Collected data:
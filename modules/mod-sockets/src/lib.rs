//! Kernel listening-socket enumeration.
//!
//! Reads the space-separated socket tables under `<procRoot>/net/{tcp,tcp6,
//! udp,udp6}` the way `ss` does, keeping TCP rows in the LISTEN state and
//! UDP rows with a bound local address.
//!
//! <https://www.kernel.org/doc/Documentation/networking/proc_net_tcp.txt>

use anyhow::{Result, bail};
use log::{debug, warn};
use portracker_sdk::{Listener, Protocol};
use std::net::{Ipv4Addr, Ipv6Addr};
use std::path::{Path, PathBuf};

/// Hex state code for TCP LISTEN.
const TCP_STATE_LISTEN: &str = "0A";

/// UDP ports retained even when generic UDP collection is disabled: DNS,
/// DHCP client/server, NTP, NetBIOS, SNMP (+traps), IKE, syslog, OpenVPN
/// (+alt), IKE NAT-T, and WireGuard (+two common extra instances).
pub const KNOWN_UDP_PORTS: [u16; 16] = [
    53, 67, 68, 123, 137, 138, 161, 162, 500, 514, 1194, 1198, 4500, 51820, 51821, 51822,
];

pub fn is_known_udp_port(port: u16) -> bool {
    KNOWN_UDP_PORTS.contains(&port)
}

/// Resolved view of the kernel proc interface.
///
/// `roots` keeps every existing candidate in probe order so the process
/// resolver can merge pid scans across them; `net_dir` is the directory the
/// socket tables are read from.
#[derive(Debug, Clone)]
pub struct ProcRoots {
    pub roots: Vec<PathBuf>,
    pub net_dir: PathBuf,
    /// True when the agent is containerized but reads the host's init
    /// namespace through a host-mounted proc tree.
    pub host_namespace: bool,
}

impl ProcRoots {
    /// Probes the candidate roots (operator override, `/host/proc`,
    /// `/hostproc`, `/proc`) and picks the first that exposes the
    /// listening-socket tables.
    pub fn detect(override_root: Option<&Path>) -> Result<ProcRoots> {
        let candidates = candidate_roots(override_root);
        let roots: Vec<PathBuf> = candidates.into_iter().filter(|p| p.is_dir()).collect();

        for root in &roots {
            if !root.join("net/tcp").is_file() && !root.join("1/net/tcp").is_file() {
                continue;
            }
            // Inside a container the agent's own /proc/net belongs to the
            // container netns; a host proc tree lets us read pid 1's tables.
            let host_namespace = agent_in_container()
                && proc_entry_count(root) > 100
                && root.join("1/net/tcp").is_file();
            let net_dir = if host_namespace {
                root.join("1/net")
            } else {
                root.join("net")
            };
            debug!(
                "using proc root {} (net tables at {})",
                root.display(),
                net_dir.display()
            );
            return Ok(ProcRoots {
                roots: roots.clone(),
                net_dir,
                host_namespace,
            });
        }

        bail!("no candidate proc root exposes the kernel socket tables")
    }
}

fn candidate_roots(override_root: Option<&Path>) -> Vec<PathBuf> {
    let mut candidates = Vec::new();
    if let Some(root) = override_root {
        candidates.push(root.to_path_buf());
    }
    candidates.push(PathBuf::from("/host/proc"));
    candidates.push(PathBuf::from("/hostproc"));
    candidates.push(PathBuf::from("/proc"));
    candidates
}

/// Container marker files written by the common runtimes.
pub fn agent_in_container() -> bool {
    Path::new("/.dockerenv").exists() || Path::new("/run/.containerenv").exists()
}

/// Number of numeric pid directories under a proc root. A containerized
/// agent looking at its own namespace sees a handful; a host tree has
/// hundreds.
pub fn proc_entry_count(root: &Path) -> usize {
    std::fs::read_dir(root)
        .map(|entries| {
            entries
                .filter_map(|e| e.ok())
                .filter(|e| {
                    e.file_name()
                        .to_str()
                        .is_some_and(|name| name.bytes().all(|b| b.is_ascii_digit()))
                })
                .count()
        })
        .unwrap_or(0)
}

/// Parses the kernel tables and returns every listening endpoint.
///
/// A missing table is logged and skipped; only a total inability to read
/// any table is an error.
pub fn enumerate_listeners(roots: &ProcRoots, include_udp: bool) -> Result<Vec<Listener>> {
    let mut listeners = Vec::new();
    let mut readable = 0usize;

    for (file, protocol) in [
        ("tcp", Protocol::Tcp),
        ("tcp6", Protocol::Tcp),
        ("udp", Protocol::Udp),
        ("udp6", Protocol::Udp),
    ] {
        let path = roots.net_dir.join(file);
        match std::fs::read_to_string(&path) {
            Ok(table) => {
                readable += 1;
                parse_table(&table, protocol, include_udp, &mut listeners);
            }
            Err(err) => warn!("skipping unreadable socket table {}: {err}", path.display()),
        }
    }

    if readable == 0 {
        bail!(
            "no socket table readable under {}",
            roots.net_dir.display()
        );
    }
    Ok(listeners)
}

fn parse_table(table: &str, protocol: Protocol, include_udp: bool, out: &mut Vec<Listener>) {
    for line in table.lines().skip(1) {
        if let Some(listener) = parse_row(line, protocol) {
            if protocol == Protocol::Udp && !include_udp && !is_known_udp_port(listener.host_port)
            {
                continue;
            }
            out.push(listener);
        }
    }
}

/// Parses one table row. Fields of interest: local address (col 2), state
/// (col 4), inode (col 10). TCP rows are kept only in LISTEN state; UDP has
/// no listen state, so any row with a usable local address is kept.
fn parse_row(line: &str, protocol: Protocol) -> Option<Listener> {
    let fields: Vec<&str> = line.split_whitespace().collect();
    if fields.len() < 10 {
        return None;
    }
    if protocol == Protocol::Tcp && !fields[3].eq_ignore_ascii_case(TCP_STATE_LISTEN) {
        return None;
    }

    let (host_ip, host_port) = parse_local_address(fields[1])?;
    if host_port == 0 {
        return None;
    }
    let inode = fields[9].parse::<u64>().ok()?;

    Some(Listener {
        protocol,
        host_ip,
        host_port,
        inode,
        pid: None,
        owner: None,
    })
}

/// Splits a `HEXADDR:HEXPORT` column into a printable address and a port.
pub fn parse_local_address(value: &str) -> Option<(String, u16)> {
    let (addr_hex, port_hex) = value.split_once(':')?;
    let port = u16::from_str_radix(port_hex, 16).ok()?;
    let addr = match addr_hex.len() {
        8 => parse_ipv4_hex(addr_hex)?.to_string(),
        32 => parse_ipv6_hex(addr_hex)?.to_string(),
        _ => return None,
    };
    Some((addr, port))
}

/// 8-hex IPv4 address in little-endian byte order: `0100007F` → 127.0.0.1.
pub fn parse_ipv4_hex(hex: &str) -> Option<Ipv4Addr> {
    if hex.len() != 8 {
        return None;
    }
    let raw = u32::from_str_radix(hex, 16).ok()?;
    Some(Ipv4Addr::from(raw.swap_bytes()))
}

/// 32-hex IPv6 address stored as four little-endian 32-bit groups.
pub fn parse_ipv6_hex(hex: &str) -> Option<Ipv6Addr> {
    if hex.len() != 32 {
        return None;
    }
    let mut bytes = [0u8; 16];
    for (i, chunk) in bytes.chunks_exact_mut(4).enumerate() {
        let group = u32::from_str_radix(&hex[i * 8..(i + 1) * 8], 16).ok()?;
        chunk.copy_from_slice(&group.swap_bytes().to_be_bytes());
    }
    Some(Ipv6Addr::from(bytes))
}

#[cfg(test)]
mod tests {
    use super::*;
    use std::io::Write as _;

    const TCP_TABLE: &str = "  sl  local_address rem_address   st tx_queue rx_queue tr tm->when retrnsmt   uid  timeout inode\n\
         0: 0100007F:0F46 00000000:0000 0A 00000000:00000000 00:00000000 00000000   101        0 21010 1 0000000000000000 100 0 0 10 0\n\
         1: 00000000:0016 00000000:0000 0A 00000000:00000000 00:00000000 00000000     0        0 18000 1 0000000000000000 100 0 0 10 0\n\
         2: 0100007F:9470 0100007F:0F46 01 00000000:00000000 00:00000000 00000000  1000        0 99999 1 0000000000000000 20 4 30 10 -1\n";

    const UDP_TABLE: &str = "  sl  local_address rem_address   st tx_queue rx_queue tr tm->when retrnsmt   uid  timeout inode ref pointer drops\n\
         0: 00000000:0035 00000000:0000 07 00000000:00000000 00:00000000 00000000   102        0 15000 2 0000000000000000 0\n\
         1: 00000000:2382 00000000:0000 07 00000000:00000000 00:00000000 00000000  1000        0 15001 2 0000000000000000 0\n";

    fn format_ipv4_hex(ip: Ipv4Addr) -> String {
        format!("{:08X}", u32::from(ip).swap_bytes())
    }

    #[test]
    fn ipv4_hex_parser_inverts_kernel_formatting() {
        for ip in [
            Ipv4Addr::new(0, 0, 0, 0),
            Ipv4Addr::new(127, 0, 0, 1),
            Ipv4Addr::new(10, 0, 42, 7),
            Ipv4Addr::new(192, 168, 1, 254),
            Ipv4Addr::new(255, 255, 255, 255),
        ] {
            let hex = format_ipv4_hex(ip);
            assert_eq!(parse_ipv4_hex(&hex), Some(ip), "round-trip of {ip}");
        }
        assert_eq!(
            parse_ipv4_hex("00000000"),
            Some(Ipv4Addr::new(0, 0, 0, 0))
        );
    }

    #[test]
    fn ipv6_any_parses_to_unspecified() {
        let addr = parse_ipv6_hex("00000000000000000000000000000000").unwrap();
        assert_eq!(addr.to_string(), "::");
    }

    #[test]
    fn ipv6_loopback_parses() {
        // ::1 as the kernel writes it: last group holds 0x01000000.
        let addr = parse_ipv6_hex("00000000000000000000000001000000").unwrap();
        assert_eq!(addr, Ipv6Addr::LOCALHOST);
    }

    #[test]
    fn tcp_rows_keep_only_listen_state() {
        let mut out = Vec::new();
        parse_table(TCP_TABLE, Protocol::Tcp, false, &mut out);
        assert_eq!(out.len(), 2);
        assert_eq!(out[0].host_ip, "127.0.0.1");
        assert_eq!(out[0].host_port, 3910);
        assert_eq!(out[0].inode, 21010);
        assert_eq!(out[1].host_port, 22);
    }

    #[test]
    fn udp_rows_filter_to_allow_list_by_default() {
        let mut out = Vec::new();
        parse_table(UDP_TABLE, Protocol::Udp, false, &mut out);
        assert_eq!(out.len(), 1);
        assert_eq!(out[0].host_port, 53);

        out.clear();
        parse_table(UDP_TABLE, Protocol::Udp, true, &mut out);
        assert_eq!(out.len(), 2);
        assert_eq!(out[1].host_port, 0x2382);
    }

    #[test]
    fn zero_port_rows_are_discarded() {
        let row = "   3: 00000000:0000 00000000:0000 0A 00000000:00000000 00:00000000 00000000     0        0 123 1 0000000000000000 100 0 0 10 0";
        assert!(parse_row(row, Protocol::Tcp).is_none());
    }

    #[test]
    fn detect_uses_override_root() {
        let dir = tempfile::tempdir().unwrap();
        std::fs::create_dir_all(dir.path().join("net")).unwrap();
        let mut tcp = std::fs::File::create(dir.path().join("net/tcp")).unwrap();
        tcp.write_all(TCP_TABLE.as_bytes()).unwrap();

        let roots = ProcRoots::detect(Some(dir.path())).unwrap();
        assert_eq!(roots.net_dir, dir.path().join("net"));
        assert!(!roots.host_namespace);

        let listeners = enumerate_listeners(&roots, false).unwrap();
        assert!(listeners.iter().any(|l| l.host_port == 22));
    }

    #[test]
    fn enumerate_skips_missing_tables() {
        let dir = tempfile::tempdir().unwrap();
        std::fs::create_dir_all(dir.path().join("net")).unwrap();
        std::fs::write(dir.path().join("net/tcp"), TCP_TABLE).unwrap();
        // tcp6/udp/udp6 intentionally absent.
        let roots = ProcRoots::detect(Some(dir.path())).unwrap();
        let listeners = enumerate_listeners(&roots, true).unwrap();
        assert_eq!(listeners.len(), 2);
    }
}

### ABOUT THIS EXERCISE
Return, exactly as they stand, the lines from the start of the records above through the line with "for TCP LISTEN.", both ends included, and no other lines.

### YOUR SOLUTION
filename modules/mod-sockets/src/lib.rs
//! Kernel listening-socket enumeration.
//!
//! Reads the space-separated socket tables under `<procRoot>/net/{tcp,tcp6,
//! udp,udp6}` the way `ss` does, keeping TCP rows in the LISTEN state and
//! UDP rows with a bound local address.
//!
//! <https://www.kernel.org/doc/Documentation/networking/proc_net_tcp.txt>

use anyhow::{Result, bail};
use log::{debug, warn};
use portracker_sdk::{Listener, Protocol};
use std::net::{Ipv4Addr, Ipv6Addr};
use std::path::{Path, PathBuf};

/// Hex state code for TCP LISTEN.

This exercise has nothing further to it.